§ **Work to be completed**
Please print each entry below exactly as it reads.

[[ Data extract open ]]

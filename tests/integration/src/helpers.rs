//! Test helper utilities for integration tests

use gateway_config::GatewayConfig;
use gateway_orchestrator::Gateway;
use gateway_server::{create_router, AppState};
use reqwest::{Client, Response};
use serde_json::Value;
use std::net::SocketAddr;
use std::sync::{Arc, Once};
use std::time::Duration;
use tokio::net::TcpListener;
use tracing_subscriber::EnvFilter;

static TRACING: Once = Once::new();

/// Install a test subscriber when `TEST_LOG` is set
pub fn init_tracing() {
    TRACING.call_once(|| {
        if std::env::var("TEST_LOG").is_ok() {
            let _ = tracing_subscriber::fmt()
                .with_env_filter(EnvFilter::from_default_env())
                .with_test_writer()
                .try_init();
        }
    });
}

/// Build a gateway from configuration
pub fn build_gateway(config: &GatewayConfig) -> Arc<Gateway> {
    init_tracing();
    Arc::new(Gateway::from_config(config).expect("gateway builds from config"))
}

/// The gateway HTTP server on an ephemeral port
pub struct TestServer {
    /// Bound address
    pub addr: SocketAddr,
    /// HTTP client for making requests
    pub client: Client,
    /// Gateway behind the server
    pub gateway: Arc<Gateway>,
    shutdown_tx: Option<tokio::sync::oneshot::Sender<()>>,
}

impl TestServer {
    /// Serve the gateway built from `config`
    pub async fn start(config: &GatewayConfig) -> Self {
        let state = AppState::from_config(config).expect("state builds from config");
        Self::with_state(state).await
    }

    /// Serve an already assembled state
    pub async fn with_state(state: AppState) -> Self {
        init_tracing();
        let gateway = Arc::clone(&state.gateway);
        let listener = TcpListener::bind(SocketAddr::from(([127, 0, 0, 1], 0)))
            .await
            .expect("Failed to bind");
        let addr = listener.local_addr().expect("Failed to get local addr");

        let (shutdown_tx, shutdown_rx) = tokio::sync::oneshot::channel::<()>();
        let router = create_router(state);
        tokio::spawn(async move {
            axum::serve(listener, router)
                .with_graceful_shutdown(async {
                    let _ = shutdown_rx.await;
                })
                .await
                .expect("Server error");
        });

        let client = Client::builder()
            .timeout(Duration::from_secs(30))
            .build()
            .expect("Failed to create client");

        Self {
            addr,
            client,
            gateway,
            shutdown_tx: Some(shutdown_tx),
        }
    }

    /// Full URL for a path
    pub fn url(&self, path: &str) -> String {
        format!("http://{}{}", self.addr, path)
    }

    /// GET a path
    pub async fn get(&self, path: &str) -> Response {
        self.client
            .get(self.url(path))
            .send()
            .await
            .expect("Request failed")
    }

    /// POST a JSON body
    pub async fn post_json(&self, path: &str, body: &Value) -> Response {
        self.post_json_with_headers(path, body, &[]).await
    }

    /// POST a JSON body with extra headers
    pub async fn post_json_with_headers(
        &self,
        path: &str,
        body: &Value,
        headers: &[(&str, &str)],
    ) -> Response {
        let mut builder = self.client.post(self.url(path)).json(body);
        for (key, value) in headers {
            builder = builder.header(*key, *value);
        }
        builder.send().await.expect("Request failed")
    }

    /// Shut the server down
    pub fn shutdown(&mut self) {
        if let Some(tx) = self.shutdown_tx.take() {
            let _ = tx.send(());
        }
    }
}

impl Drop for TestServer {
    fn drop(&mut self) {
        self.shutdown();
    }
}

/// Split an SSE body into `(event, data)` pairs
pub fn parse_sse(body: &str) -> Vec<(Option<String>, String)> {
    body.split("\n\n")
        .filter(|block| !block.trim().is_empty())
        .filter_map(|block| {
            let mut event = None;
            let mut data = Vec::new();
            for line in block.lines() {
                if let Some(value) = line.strip_prefix("event:") {
                    event = Some(value.trim().to_string());
                } else if let Some(value) = line.strip_prefix("data:") {
                    data.push(value.trim_start().to_string());
                }
            }
            (!data.is_empty()).then(|| (event, data.join("\n")))
        })
        .collect()
}

/// Assert that a response has the expected status code
pub fn assert_status(response: &Response, expected: u16) {
    assert_eq!(
        response.status().as_u16(),
        expected,
        "Expected status {}, got {}",
        expected,
        response.status()
    );
}

#[cfg(test)]
mod tests {
    use super::*;

    #[test]
    fn test_parse_sse() {
        let events = parse_sse(concat!(
            "event: route\ndata: {\"a\":1}\n\n",
            "data: x\n\n",
            ": keep-alive\n\n",
            "data: [DONE]\n\n",
        ));
        assert_eq!(events.len(), 3);
        assert_eq!(events[0].0.as_deref(), Some("route"));
        assert_eq!(events[1], (None, "x".to_string()));
        assert_eq!(events[2].1, "[DONE]");
    }
}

[[ Data extract closed ]]

§ **Solution**
filename tests/integration/src/helpers.rs
//! Test helper utilities for integration tests

use gateway_config::GatewayConfig;
use gateway_orchestrator::Gateway;
use gateway_server::{create_router, AppState};
use reqwest::{Client, Response};
use serde_json::Value;
use std::net::SocketAddr;
use std::sync::{Arc, Once};
use std::time::Duration;
use tokio::net::TcpListener;
use tracing_subscriber::EnvFilter;

static TRACING: Once = Once::new();

/// Install a test subscriber when `TEST_LOG` is set
pub fn init_tracing() {
    TRACING.call_once(|| {
        if std::env::var("TEST_LOG").is_ok() {
            let _ = tracing_subscriber::fmt()
                .with_env_filter(EnvFilter::from_default_env())
                .with_test_writer()
                .try_init();
        }
    });
}

/// Build a gateway from configuration
pub fn build_gateway(config: &GatewayConfig) -> Arc<Gateway> {
    init_tracing();
    Arc::new(Gateway::from_config(config).expect("gateway builds from config"))
}

/// The gateway HTTP server on an ephemeral port
pub struct TestServer {
    /// Bound address
    pub addr: SocketAddr,
    /// HTTP client for making requests
    pub client: Client,
    /// Gateway behind the server
    pub gateway: Arc<Gateway>,
    shutdown_tx: Option<tokio::sync::oneshot::Sender<()>>,
}

impl TestServer {
    /// Serve the gateway built from `config`
    pub async fn start(config: &GatewayConfig) -> Self {
        let state = AppState::from_config(config).expect("state builds from config");
        Self::with_state(state).await
    }

    /// Serve an already assembled state
    pub async fn with_state(state: AppState) -> Self {
        init_tracing();
        let gateway = Arc::clone(&state.gateway);
        let listener = TcpListener::bind(SocketAddr::from(([127, 0, 0, 1], 0)))
            .await
            .expect("Failed to bind");
        let addr = listener.local_addr().expect("Failed to get local addr");

        let (shutdown_tx, shutdown_rx) = tokio::sync::oneshot::channel::<()>();
        let router = create_router(state);
        tokio::spawn(async move {
            axum::serve(listener, router)
                .with_graceful_shutdown(async {
                    let _ = shutdown_rx.await;
                })
                .await
                .expect("Server error");
        });

        let client = Client::builder()
            .timeout(Duration::from_secs(30))
            .build()
            .expect("Failed to create client");

        Self {
            addr,
            client,
            gateway,
            shutdown_tx: Some(shutdown_tx),
        }
    }

    /// Full URL for a path
    pub fn url(&self, path: &str) -> String {
        format!("http://{}{}", self.addr, path)
    }

    /// GET a path
    pub async fn get(&self, path: &str) -> Response {
        self.client
            .get(self.url(path))
            .send()
            .await
            .expect("Request failed")
    }

    /// POST a JSON body
    pub async fn post_json(&self, path: &str, body: &Value) -> Response {
        self.post_json_with_headers(path, body, &[]).await
    }

    /// POST a JSON body with extra headers
    pub async fn post_json_with_headers(
        &self,
        path: &str,
        body: &Value,
        headers: &[(&str, &str)],
    ) -> Response {
        let mut builder = self.client.post(self.url(path)).json(body);
        for (key, value) in headers {
            builder = builder.header(*key, *value);
        }
        builder.send().await.expect("Request failed")
    }

    /// Shut the server down
    pub fn shutdown(&mut self) {
        if let Some(tx) = self.shutdown_tx.take() {
            let _ = tx.send(());
        }
    }
}

impl Drop for TestServer {
    fn drop(&mut self) {
        self.shutdown();
    }
}

/// Split an SSE body into `(event, data)` pairs
pub fn parse_sse(body: &str) -> Vec<(Option<String>, String)> {
    body.split("\n\n")
        .filter(|block| !block.trim().is_empty())
        .filter_map(|block| {
            let mut event = None;
            let mut data = Vec::new();
            for line in block.lines() {
                if let Some(value) = line.strip_prefix("event:") {
                    event = Some(value.trim().to_string());
                } else if let Some(value) = line.strip_prefix("data:") {
                    data.push(value.trim_start().to_string());
                }
            }
            (!data.is_empty()).then(|| (event, data.join("\n")))
        })
        .collect()
}

/// Assert that a response has the expected status code
pub fn assert_status(response: &Response, expected: u16) {
    assert_eq!(
        response.status().as_u16(),
        expected,
        "Expected status {}, got {}",
        expected,
        response.status()
    );
}

#[cfg(test)]
mod tests {
    use super::*;

    #[test]
    fn test_parse_sse() {
        let events = parse_sse(concat!(
            "event: route\ndata: {\"a\":1}\n\n",
            "data: x\n\n",
            ": keep-alive\n\n",
            "data: [DONE]\n\n",
        ));
        assert_eq!(events.len(), 3);
        assert_eq!(events[0].0.as_deref(), Some("route"));
        assert_eq!(events[1], (None, "x".to_string()));
        assert_eq!(events[2].1, "[DONE]");
    }
}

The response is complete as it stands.